Prior to the COVID-19 pandemic, medical error was the third leading cause of death in the United States, with conservative estimates of more than 250,000 patients dying annually from preventable medical harm and costs of more than $17 billion to the U.S. healthcare system. Recent data from the Centers for Medicare and Medicaid Services and Centers for Disease Control and Prevention indicate that patient safety worsened during the pandemic.
The National Patient Safety Board Act would create a National Patient Safety Board (NPSB), a nonpunitive, collaborative, independent agency modeled in part after the National Transportation Safety Board (NTSB) and the Commercial Aviation Safety Team (CAST) to address safety in health care. The aviation industry has had a stellar safety record thanks to the work of the NTSB and CAST, which together have been improving and promoting transportation safety in the United States for more than 25 years. The NPSB would guarantee a data-driven, scalable approach to preventing and reducing patient safety events in healthcare settings.

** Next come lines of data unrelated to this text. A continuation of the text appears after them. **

//! UI components and resources for linking Bevy entities to city state

use bevy::prelude::*;

use crate::city::{CityConfig, CityGenerator};

/// Resource wrapper for the city generator
#[derive(Resource)]
pub struct CityResource(pub CityGenerator);

impl CityResource {
    /// Generate the initial city, falling back to defaults on invalid settings
    pub fn generate(config: &CityConfig, seed: Option<u64>) -> Self {
        let mut city = match seed {
            Some(seed) => CityGenerator::new_with_seed(seed),
            None => CityGenerator::new(),
        };

        if let Err(e) = city.generate(config) {
            bevy::log::warn!("Invalid city settings ({:#}), using defaults", e);
            if let Err(e) = city.generate(&CityConfig::default()) {
                bevy::log::error!("Failed to generate default city: {:#}", e);
            }
        }

        Self(city)
    }
}

impl Default for CityResource {
    fn default() -> Self {
        Self::generate(&CityConfig::default(), None)
    }
}

/// Set when the static city visuals no longer match the generator
#[derive(Resource)]
pub struct CityDirty(pub bool);

impl Default for CityDirty {
    fn default() -> Self {
        Self(true)
    }
}

/// Marker component for ground plane
#[derive(Component)]
pub struct Ground;

/// Marker component for the main camera
#[derive(Component)]
pub struct MainCamera;

/// Marker component for the sun
#[derive(Component)]
pub struct Sun;

/// Which camera the user is looking through
#[derive(Resource, Debug, Clone, Copy, PartialEq, Eq, Default)]
pub enum ViewMode {
    /// Top-down planning view
    #[default]
    Plan,
    /// Free-flying exploration camera
    Explore,
}

/// Resource to control camera movement settings
#[derive(Resource)]
pub struct CameraSettings {
    pub movement_speed: f32,
    pub rotation_speed: f32,
    pub vertical_speed: f32,
}

impl Default for CameraSettings {
    fn default() -> Self {
        Self {
            movement_speed: 150.0,
            rotation_speed: 1.0,
            vertical_speed: 100.0,
        }
    }
}

/// Index of the building being edited
#[derive(Resource, Default)]
pub struct Selection(pub Option<usize>);

/// Shared material handles for city visuals
#[derive(Resource)]
pub struct CityMaterials {
    pub road: Handle<StandardMaterial>,
    pub buildings: [Handle<StandardMaterial>; 2],
    pub selected: Handle<StandardMaterial>,
    pub pond: Handle<StandardMaterial>,
    pub vehicle: Handle<StandardMaterial>,
    pub lamp: Handle<StandardMaterial>,
}

/// Marker for entities rebuilt from city state
#[derive(Component)]
pub struct CitySynced;

/// Links a Bevy entity to a building by index
#[derive(Component)]
pub struct BuildingLink(pub usize);

/// Links a Bevy entity to a vehicle by index
#[derive(Component)]
pub struct VehicleLink(pub usize);

/// Marker for street light entities
#[derive(Component)]
pub struct StreetLightLink;

/// Marker for the status overlay text
#[derive(Component)]
pub struct StatusText;
//! World setup systems for camera, lighting, ground and the status overlay

use bevy::prelude::*;

use super::components::{
    CityMaterials, CityResource, Ground, MainCamera, StatusText, Sun, ViewMode,
};

/// Camera transform for the given view over a layout
pub fn camera_transform(mode: ViewMode, layout_size: f32) -> Transform {
    let center = Vec3::new(layout_size / 2.0, 0.0, layout_size / 2.0);
    match mode {
        ViewMode::Plan => Transform::from_xyz(center.x, layout_size * 1.1, center.z)
            .looking_at(center, Vec3::NEG_Z),
        ViewMode::Explore => Transform::from_xyz(center.x, 80.0, layout_size + 100.0)
            .looking_at(center, Vec3::Y),
    }
}

/// System to setup the world environment (ground, lighting, camera)
pub fn setup_world(
    mut commands: Commands,
    mut meshes: ResMut<Assets<Mesh>>,
    mut materials: ResMut<Assets<StandardMaterial>>,
    city: Res<CityResource>,
    mode: Res<ViewMode>,
) {
    let size = city.0.layout_size() as f32;

    commands.spawn((MainCamera, Camera3d::default(), camera_transform(*mode, size)));

    commands.spawn((
        Sun,
        DirectionalLight {
            illuminance: 10000.0,
            shadows_enabled: true,
            ..default()
        },
        Transform::from_xyz(size, size, size * 0.25).looking_at(Vec3::ZERO, Vec3::Y),
    ));

    commands.spawn((
        Ground,
        Mesh3d(meshes.add(Plane3d::default().mesh().size(size, size))),
        MeshMaterial3d(materials.add(Color::srgb(0.3, 0.5, 0.3))),
        Transform::from_xyz(size / 2.0, 0.0, size / 2.0),
    ));

    commands.insert_resource(CityMaterials {
        road: materials.add(Color::srgb(0.3, 0.3, 0.3)),
        buildings: [
            materials.add(Color::srgb(0.7, 0.7, 0.9)),
            materials.add(Color::srgb(0.8, 0.7, 0.6)),
        ],
        selected: materials.add(Color::srgb(1.0, 0.8, 0.2)),
        pond: materials.add(Color::srgb(0.1, 0.4, 0.8)),
        vehicle: materials.add(Color::srgb(0.8, 0.2, 0.2)),
        lamp: materials.add(Color::srgb(1.0, 0.9, 0.5)),
    });
}

/// System to setup the status overlay at the top-left of the screen
pub fn setup_status_ui(mut commands: Commands) {
    commands
        .spawn((
            Node {
                width: Val::Auto,
                height: Val::Auto,
                position_type: PositionType::Absolute,
                top: Val::Px(10.0),
                left: Val::Px(10.0),
                padding: UiRect::all(Val::Px(10.0)),
                flex_direction: FlexDirection::Column,
                ..default()
            },
            BackgroundColor(Color::srgba(0.0, 0.0, 0.0, 0.7)),
        ))
        .with_children(|parent| {
            parent.spawn((
                Text::new("CITY DESIGNER"),
                TextFont {
                    font_size: 14.0,
                    ..default()
                },
                TextColor(Color::srgb(0.9, 0.9, 0.9)),
                StatusText,
            ));
        });
}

The NPSB is designed to augment the work of federal agencies and long-standing patient safety organizations without displacing them. To support this role, the NPSB would also have a public–private partnership team, the Healthcare Safety Team, to gain consensus on patient safety measures, autonomous data collection technologies, and solutions.
The NPSB’s solutions would focus on problems like medication errors, wrong-site surgeries, hospital-acquired infections, errors in pathology labs, and issues in transition from acute to long-term care. By leveraging interdisciplinary teams of researchers and new technology, including automated systems with AI algorithms, the NPSB’s solutions would help relieve the burden of data collection at the frontline, while also detecting precursors to harm.
A coalition of leaders in health care, technology, business, academia, and other industries has united to call for the establishment of an NPSB. A list of NPSB Coalition members can be found at npsb.org.